Нам бы не хотелось подробно останавливаться на типах приданого (приданое бывает двух типов: данное отцом  или дедом по отцовской линии - profecticia  и предоставленное другим лицом - dos adventicia), т.к. это тесно не связано с нашей темой. Хотелось бы отметить, что обеспечение приданым – одна из обязанностей отца, это некая социальная гарантия, позволяющая женщине выйти замуж, а значит полноправным членом общества. И это, несмотря на то, что она подпадает под влияние мужа. Но часто это значит освобождение от власти отца или деда. Муж имеет полное право пользоваться плодами, которые приносит приданое, т.к. «если он сам несет тяготы брака, то справедливо, чтобы он и извлекал плоды» (Dig., XXIII, 3, 7). Интересно, что имущественные права женщины ограничивались: вещи, которыми она пользовалась в доме мужа и которые не входят в приданое, она обычно вносила в список и предлагала подписать мужу его. Однако для ранней Византии, как и для Рима и для Древнего Востока, характерно, что приданое, особенно это касается неоцененного, остается номинально в собственности жены, оно возвращается ей при разводе, при ее смерти приданое возвращается отцу (Dig., XXIII, 3, 6). Важно и то, что «если произошло какое-либо приращение к неоцененным имениям, то это является прибылью жены; если что-либо исчезло, - то ущерб жены» (Dig., XXIII, 3, 10, § 1). Это своеобразные гарантии мужа, которому не приходится отвечать перед женой за, возможно, не совсем верное управление имением, а также за износившуюся одежду жены, которая была частью приданого.

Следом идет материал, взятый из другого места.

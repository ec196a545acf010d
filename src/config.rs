//! Configuration management for ln-rebalancer
//!
//! Configuration is loaded from TOML files.
//!
//! # Example Configuration File
//!
//! ```toml
//! [node]
//! host = "127.0.0.1"
//! port = 8080
//! tls_certificate = "/home/lnd/.lnd/tls.cert"
//! macaroon_file = "/home/lnd/.lnd/data/chain/bitcoin/mainnet/admin.macaroon"
//!
//! [rebalance]
//! min_minor_version = 9
//! active_only = true
//! payment_timeout_seconds = 60
//!
//! [api]
//! bind_address = "0.0.0.0:3000"
//! rate_limit_per_minute = 60
//! ```

use serde::{Deserialize, Serialize};
use std::path::PathBuf;

/// Main application configuration
#[derive(Debug, Clone, Default, Serialize, Deserialize)]
pub struct Config {
    /// Node REST connection configuration
    #[serde(default)]
    pub node: NodeConfig,

    /// Rebalance workflow configuration
    #[serde(default)]
    pub rebalance: RebalanceConfig,

    /// Notification feed configuration
    #[serde(default)]
    pub notifications: NotificationConfig,

    /// API server configuration
    #[serde(default)]
    pub api: ApiConfig,

    /// Logging configuration
    #[serde(default)]
    pub logging: LoggingConfig,
}

/// Node REST connection configuration
#[derive(Debug, Clone, Serialize, Deserialize)]
pub struct NodeConfig {
    /// Node REST host address
    #[serde(default = "default_node_host")]
    pub host: String,

    /// Node REST port
    #[serde(default = "default_node_port")]
    pub port: u16,

    /// Path to the node's TLS certificate (PEM)
    pub tls_certificate: Option<PathBuf>,

    /// Path to a macaroon file; binary files are hex-encoded before use
    pub macaroon_file: Option<PathBuf>,

    /// Hex-encoded macaroon, used when no macaroon file is configured
    pub macaroon: Option<String>,

    /// Accept self-signed certificates that are not pinned via `tls_certificate`
    #[serde(default)]
    pub accept_invalid_certs: bool,

    /// Request timeout in seconds for non-payment calls
    #[serde(default = "default_connection_timeout")]
    pub timeout_seconds: u64,
}

impl Default for NodeConfig {
    fn default() -> Self {
        Self {
            host: default_node_host(),
            port: default_node_port(),
            tls_certificate: None,
            macaroon_file: None,
            macaroon: None,
            accept_invalid_certs: false,
            timeout_seconds: default_connection_timeout(),
        }
    }
}

fn default_node_host() -> String {
    "127.0.0.1".to_string()
}

fn default_node_port() -> u16 {
    8080 // Default LND REST port
}

fn default_connection_timeout() -> u64 {
    30
}

/// Rebalance workflow configuration
#[derive(Debug, Clone, Serialize, Deserialize)]
pub struct RebalanceConfig {
    /// Lowest node minor version (0.x) that supports rebalancing
    #[serde(default = "default_min_minor_version")]
    pub min_minor_version: u32,

    /// Only list active channels as candidates
    #[serde(default = "default_true")]
    pub active_only: bool,

    /// How long the node may search for a route, in seconds
    #[serde(default = "default_payment_timeout")]
    pub payment_timeout_seconds: u64,

    /// Memo attached to the self-invoice
    #[serde(default = "default_invoice_memo")]
    pub invoice_memo: String,

    /// Expiry of the self-invoice, in seconds
    #[serde(default = "default_invoice_expiry")]
    pub invoice_expiry_seconds: u64,
}

impl Default for RebalanceConfig {
    fn default() -> Self {
        Self {
            min_minor_version: default_min_minor_version(),
            active_only: true,
            payment_timeout_seconds: default_payment_timeout(),
            invoice_memo: default_invoice_memo(),
            invoice_expiry_seconds: default_invoice_expiry(),
        }
    }
}

fn default_min_minor_version() -> u32 {
    9 // 0.9.0-beta
}

fn default_payment_timeout() -> u64 {
    60
}

fn default_invoice_memo() -> String {
    "Rebalance".to_string()
}

fn default_invoice_expiry() -> u64 {
    3600
}

fn default_true() -> bool {
    true
}

/// Notification feed configuration
#[derive(Debug, Clone, Serialize, Deserialize)]
pub struct NotificationConfig {
    /// Number of recent notifications kept for polling clients
    #[serde(default = "default_history_size")]
    pub history_size: usize,

    /// Capacity of the broadcast channel for live subscribers
    #[serde(default = "default_channel_capacity")]
    pub channel_capacity: usize,
}

impl Default for NotificationConfig {
    fn default() -> Self {
        Self {
            history_size: default_history_size(),
            channel_capacity: default_channel_capacity(),
        }
    }
}

fn default_history_size() -> usize {
    50
}

fn default_channel_capacity() -> usize {
    100
}

/// API server configuration
#[derive(Debug, Clone, Serialize, Deserialize)]
pub struct ApiConfig {
    /// Address to bind the API server to
    #[serde(default = "default_api_bind")]
    pub bind_address: String,

    /// API request timeout in seconds
    #[serde(default = "default_api_timeout")]
    pub timeout_seconds: u64,

    /// Enable CORS
    #[serde(default = "default_true")]
    pub enable_cors: bool,

    /// Requests per minute allowed per client and route
    #[serde(default = "default_rate_limit")]
    pub rate_limit_per_minute: u32,
}

impl Default for ApiConfig {
    fn default() -> Self {
        Self {
            bind_address: default_api_bind(),
            timeout_seconds: default_api_timeout(),
            enable_cors: true,
            rate_limit_per_minute: default_rate_limit(),
        }
    }
}

fn default_api_bind() -> String {
    "127.0.0.1:3000".to_string()
}

fn default_api_timeout() -> u64 {
    30
}

fn default_rate_limit() -> u32 {
    60 // 60 requests per minute
}

/// Logging configuration
#[derive(Debug, Clone, Serialize, Deserialize)]
pub struct LoggingConfig {
    /// Log level (trace, debug, info, warn, error)
    #[serde(default = "default_log_level")]
    pub level: String,

    /// Log format (pretty, compact, json)
    #[serde(default = "default_log_format")]
    pub format: String,
}

impl Default for LoggingConfig {
    fn default() -> Self {
        Self {
            level: default_log_level(),
            format: default_log_format(),
        }
    }
}

fn default_log_level() -> String {
    "info".to_string()
}

fn default_log_format() -> String {
    "pretty".to_string()
}

impl Config {
    /// Get the API bind address
    pub fn api_bind_address(&self) -> String {
        self.api.bind_address.clone()
    }

    /// Validate the configuration
    pub fn validate(&self) -> Result<(), String> {
        if self.node.port == 0 {
            return Err("Node port cannot be 0".to_string());
        }

        if self.node.macaroon.is_some() && self.node.macaroon_file.is_some() {
            return Err("Configure either node.macaroon or node.macaroon_file, not both".to_string());
        }

        if self.rebalance.payment_timeout_seconds == 0 {
            return Err("Payment timeout must be at least one second".to_string());
        }

        if self.api.rate_limit_per_minute == 0 {
            return Err("API rate limit must allow at least one request per minute".to_string());
        }

        if self.notifications.history_size == 0 || self.notifications.channel_capacity == 0 {
            return Err("Notification history and channel capacity must be non-zero".to_string());
        }

        let valid_formats = ["pretty", "compact", "json"];
        if !valid_formats.contains(&self.logging.format.as_str()) {
            return Err(format!(
                "Invalid log format: {}. Must be one of: {:?}",
                self.logging.format, valid_formats
            ));
        }

        Ok(())
    }
}

impl NodeConfig {
    /// REST base URL of the node
    pub fn base_url(&self) -> String {
        format!("https://{}:{}", self.host, self.port)
    }
}
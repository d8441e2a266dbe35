//! Crosswalk engine: applies compiled rule sets to a source table.
//!
//! - **frame**: Polars-backed tables and column masks
//! - **engine**: per-entry dispatch across the four rule categories
//! - **structured**, **conformity**, **repeating**: the individual passes
//! - **postprocess**: stop-field propagation, `NA` normalization and column order

mod conformity;
mod engine;
mod error;
mod postprocess;
mod repeating;
mod resolve;
mod structured;

pub mod condition;
pub mod expr;
pub mod frame;
pub mod lookup;
pub mod report;

// === Engine ===
pub use engine::CrosswalkEngine;
pub use error::{Result, TransformError};

// === Passes ===
pub use conformity::{max_columns, normalize_conformity_value, value_sets_match};
pub use repeating::{expand_repeating, member_name};
pub use resolve::{ALTERNATIVE_SEPARATOR, resolve_alternatives, resolve_source_name};
pub use structured::{StructuredForm, form_date_column, paste_components};

// === Post-processing ===
pub use postprocess::{finalize, normalize_missing, propagate_stops};

// === Building blocks ===
pub use condition::{Clause, Condition, Logic, Operand};
pub use expr::{BinaryOp, Expr, Expression};
pub use frame::{ColumnKind, Frame, missing_or_na, numeric_text, text_matches};
pub use lookup::{KeyForm, NULL_KEY, ResponseLookup};
pub use report::{Gap, GapReason, RepeatOutcome, RunReport};
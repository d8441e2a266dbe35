//! Rule application.
//!
//! [`CrosswalkEngine`] walks a [`RuleSet`] category by category and entry by
//! entry, dispatching each entry to one pass by the rule kinds it carries.
//! Passes only fill null target cells unless they are one of the explicit
//! overwrites (arithmetic, concatenation, conditional assignment, conformity
//! remap, row maximum, repeating groups).

use polars::prelude::BooleanChunked;
use tracing::{debug, info};
use uds_model::{CrosswalkConfig, MappingEntry, RuleCategory, RuleKind, RuleSet};

use crate::conformity::apply_conformity;
use crate::error::Result;
use crate::frame::{Frame, text_matches};
use crate::lookup::ResponseLookup;
use crate::report::{Gap, GapReason, RunReport};
use crate::resolve::{resolve_alternatives, resolve_source_name};
use crate::structured::apply_structured;

/// Applies compiled rule sets to a source table.
#[derive(Debug, Clone, Copy)]
pub struct CrosswalkEngine<'a> {
    config: &'a CrosswalkConfig,
}

impl<'a> CrosswalkEngine<'a> {
    pub fn new(config: &'a CrosswalkConfig) -> Self {
        Self { config }
    }

    pub fn config(&self) -> &'a CrosswalkConfig {
        self.config
    }

    /// Run every rule set in order against `source`, building a new target.
    ///
    /// The source may be modified where two-candidate source names are
    /// back-filled. Rules that cannot apply are recorded as gaps; only
    /// DataFrame failures are returned as errors.
    pub fn migrate(&self, rule_sets: &[RuleSet], source: &mut Frame) -> Result<(Frame, RunReport)> {
        let mut target = Frame::new(source.height());
        let mut report = RunReport::new();
        for rules in rule_sets {
            self.apply(rules, source, &mut target, &mut report)?;
        }
        Ok((target, report))
    }

    /// Apply one rule set, all four categories in order.
    pub fn apply(
        &self,
        rules: &RuleSet,
        source: &mut Frame,
        target: &mut Frame,
        report: &mut RunReport,
    ) -> Result<()> {
        report.rule_sets += 1;
        for category in RuleCategory::ALL {
            let entries = rules.entries(category);
            info!(category = %category, entries = entries.len(), "applying rules");
            for entry in entries {
                report.count_entry(category);
                self.apply_entry(category, entry, source, target, report)?;
            }
        }
        Ok(())
    }

    fn apply_entry(
        &self,
        category: RuleCategory,
        entry: &MappingEntry,
        source: &mut Frame,
        target: &mut Frame,
        report: &mut RunReport,
    ) -> Result<()> {
        let has_levels = entry.has_kind(&RuleKind::ResponseLevels);
        let has_conformity = entry.has_kind(&RuleKind::Conformity);
        let has_structured = entry.has_kind(&RuleKind::StructuredMapping);

        let mut source_name = resolve_source_name(self.config, &entry.source_variable);
        if source_name.contains('|') && !has_structured {
            source_name = resolve_alternatives(source, &source_name)?;
        }
        let ctx = EntryContext {
            config: self.config,
            category,
            entry,
            source_name,
            target_name: entry.target_variable.trim().to_lowercase(),
        };
        let source: &Frame = source;
        let levels = ResponseLookup::from_values(entry.values_of(&RuleKind::ResponseLevels));
        debug!(
            category = %category,
            source = %ctx.source_name,
            variable = %ctx.target_name,
            levels = levels.len(),
            "applying entry"
        );

        if has_levels && !has_conformity && source.contains(&ctx.source_name) {
            apply_levels(&ctx, &levels, source, target)?;
        } else if has_structured {
            for mapping in entry.values_of(&RuleKind::StructuredMapping) {
                apply_structured(&ctx, mapping, &levels, source, target, report)?;
            }
        } else if !has_levels && category != RuleCategory::StructuredTransformation {
            if !copy_column(source, target, &ctx.source_name, &ctx.target_name)? {
                report.record_gap(ctx.gap(GapReason::MissingColumn(ctx.source_name.clone())));
            }
        } else if has_conformity {
            apply_conformity(&ctx, &levels, source, target, report)?;
        } else if has_levels {
            report.record_gap(ctx.gap(GapReason::MissingColumn(ctx.source_name.clone())));
        }
        Ok(())
    }
}

/// Names and settings shared by the passes applied to one entry.
pub(crate) struct EntryContext<'a> {
    pub config: &'a CrosswalkConfig,
    pub category: RuleCategory,
    pub entry: &'a MappingEntry,
    /// Lowercased, renamed and resolved source column.
    pub source_name: String,
    /// Lowercased target column.
    pub target_name: String,
}

impl EntryContext<'_> {
    pub fn gap(&self, reason: GapReason) -> Gap {
        Gap {
            category: self.category,
            source_variable: self.source_name.clone(),
            target_variable: self.target_name.clone(),
            reason,
        }
    }
}

/// Copy a column as text, filling only null cells when the target already
/// exists.
///
/// Returns false when the source column is absent.
pub(crate) fn copy_column(
    source: &Frame,
    target: &mut Frame,
    source_name: &str,
    target_name: &str,
) -> Result<bool> {
    let Some(values) = source.text(source_name) else {
        return Ok(false);
    };
    target.fill_nulls(target_name, values)?;
    Ok(true)
}

/// Response levels with no conformity rule: single-value keys fill the
/// target where it is still null.
fn apply_levels(
    ctx: &EntryContext<'_>,
    levels: &ResponseLookup,
    source: &Frame,
    target: &mut Frame,
) -> Result<()> {
    let Some(values) = source.text(&ctx.source_name) else {
        return Ok(());
    };
    target.ensure_column(&ctx.target_name)?;
    for (key, value) in levels.exact() {
        let open = target.null_mask(&ctx.target_name);
        let mask: BooleanChunked = &text_matches(&values, key) & &open;
        target.assign(&ctx.target_name, &mask, value)?;
    }
    Ok(())
}

#[cfg(test)]
mod tests {
    use super::*;
    use uds_model::{MappingRule, ValueMapping};

    fn strings(frame: &Frame, name: &str) -> Vec<Option<String>> {
        frame
            .text(name)
            .map(|values| {
                values
                    .into_iter()
                    .map(|value| value.map(str::to_string))
                    .collect()
            })
            .unwrap_or_default()
    }

    #[test]
    fn copy_fills_only_nulls_of_existing_target() {
        let source =
            Frame::from_text_columns(vec![("a", vec![Some("1"), Some("2")])]).expect("frame");
        let mut target =
            Frame::from_text_columns(vec![("b", vec![Some("kept"), None])]).expect("frame");

        assert!(copy_column(&source, &mut target, "a", "b").expect("copy"));
        assert_eq!(
            strings(&target, "b"),
            vec![Some("kept".to_string()), Some("2".to_string())]
        );
        assert!(!copy_column(&source, &mut target, "missing", "b").expect("copy"));
    }

    #[test]
    fn levels_skip_multi_value_keys() {
        let config = CrosswalkConfig::empty();
        let entry = MappingEntry::new(
            "RACE",
            "RACE",
            vec![MappingRule::new(
                RuleKind::ResponseLevels,
                vec![
                    ValueMapping::new(Some("1"), Some("white")),
                    ValueMapping::new(Some("2 | 3"), Some("other")),
                ],
            )],
        );
        let mut rules = RuleSet::new();
        rules.push(RuleCategory::Direct, entry);
        let mut source =
            Frame::from_text_columns(vec![("race", vec![Some("1"), Some("2")])]).expect("frame");

        let (target, report) = CrosswalkEngine::new(&config)
            .migrate(&[rules], &mut source)
            .expect("migrate");

        assert_eq!(strings(&target, "race"), vec![Some("white".to_string()), None]);
        assert_eq!(report.rule_sets, 1);
        assert_eq!(report.entries_in(RuleCategory::Direct), 1);
        assert!(report.gaps.is_empty());
    }
}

Муж не несет ответственность за долги жены, даже в случае если переданное ему приданое – все имущество жены, правда, он получает только то, что остается за вычетом долгов (Dig., XXIII, 3, 69). Видимо, даже похороны умершей жены проводились за счет ее приданого (Dig., XXIII, 3, 78).

Из титула, посвященного приданому, становится ясно, что главная обязанность отца перед дочерью – обеспечение приданого, чтобы она могла выйти замуж. Приданое могло быть остановленным по наследству, обещанным  в разных ситуациях, но в любом случае, мы видим отцов, пытающихся обеспечить приданое дочерям, эта обязанность могла переходить в его сыновьям.

Законодательство достаточно подробно разбирает различные случаи, связанные с приданым, договоры, которые заключаются контрагентами, заключающими брачный союз. Детальный анализ не входит в нашу тему, нам важно лишь уяснить, что законодательство Дигест достаточно справедливо к обоим супругам, защищает права как мужа, так и жены. Это законодательство нельзя назвать ориентированным на какой-нибудь один пол или группу населения.

Приданым могли быть деньги, телесные вещи (рабы), недвижимость, имение, движимое имущество вплоть до одежды и утвари

Иск о приданом имел силу даже после умаления правоспособности (Dig., IV, 5, 8).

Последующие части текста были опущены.